Dashing through the snow
In a one-horse open sleigh
O’er the fields we go
Laughing all the way
Bells on bobtail ring
Making spirits bright
What fun it is to laugh and sing
A sleighing song tonight!
The title is an imperative, a command. When we sing, we are telling those bells to jingle.
Jingle bells, jingle bells,
Jingle all the way.
Oh! what fun it is to ride
In a one-horse open sleigh.
Jingle bells, jingle bells,
Jingle all the way;
Oh! what fun it is to ride
In a one-horse open sleigh.
In the third verse, there’s a girl (yes!) and we’re also a little drunk (upsot here playing with the sound and sense of sot) when our sleigh capsizes in the snow and we tumble out. These races involved young men and young men are going to do some drinking.
A day or two ago
I thought I’d take a ride
And soon, Miss Fanny Bright
Was seated by my side,
The horse was lean and lank
Misfortune seemed his lot
He got into a drifted bank
And then we got upsot.
Nobody sings the next verse.

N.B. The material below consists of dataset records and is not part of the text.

use tdm_db::DbPool;

async fn pool() -> DbPool {
    tdm_db::create_in_memory_pool().await.unwrap()
}

/// Full bootstrap: connect, migrate, verify schema.
#[tokio::test]
async fn test_full_bootstrap() {
    let pool = pool().await;
    tdm_db::health_check(&pool).await.unwrap();

    let tables = [
        "destinations",
        "destination_images",
        "pending_file_cleanups",
        "users",
    ];
    for table in tables {
        let count: (i64,) = sqlx::query_as(&format!("SELECT COUNT(*) FROM {table}"))
            .fetch_one(&pool)
            .await
            .unwrap_or_else(|e| panic!("{table} query failed: {e}"));
        assert_eq!(count.0, 0, "{table} should start empty");
    }
}

/// Foreign keys are enforced on every connection.
#[tokio::test]
async fn test_foreign_keys_enabled() {
    let pool = pool().await;
    let (enabled,): (i64,) = sqlx::query_as("PRAGMA foreign_keys")
        .fetch_one(&pool)
        .await
        .unwrap();
    assert_eq!(enabled, 1);
}

/// Migrations are idempotent.
#[tokio::test]
async fn test_migrations_rerun() {
    let pool = pool().await;
    tdm_db::run_migrations(&pool).await.unwrap();
}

Who cares if the gent riding by is laughing at us? We’re stuck in a snow drift with Miss Fanny Bright.
A day or two ago,
The story I must tell
I went out on the snow,
And on my back I fell;
A gent was riding by
In a one-horse open sleigh,
He laughed as there I sprawling lie,
But quickly drove away.
Currier and Ives Sleigh Race
Jingle Bells is a song about speed, drinking, and girls. It’s a song about being young and having fun, which is probably why, even though some of its language remains in the 19th century, it is one of the most popular songs in the world.
Now the ground is white
Go it while you’re young,
Take the girls tonight
and sing this sleighing song;
Just get a bobtailed bay
Two forty as his speed
Hitch him to an open sleigh
And crack! you’ll take the lead.
Currier and Ives Sleigh Ride
I can’t help but think of Maybellene, a song sung a century later by Chuck Berry, which also has a girl and a race in it, and like Jingle Bells is perfectly poetically written. It too is all about youth and speed though with sexier more modern metaphors, the boy and girl separated in their cars as he pursues motivating over the hill until he catches her in her Coupe de Ville.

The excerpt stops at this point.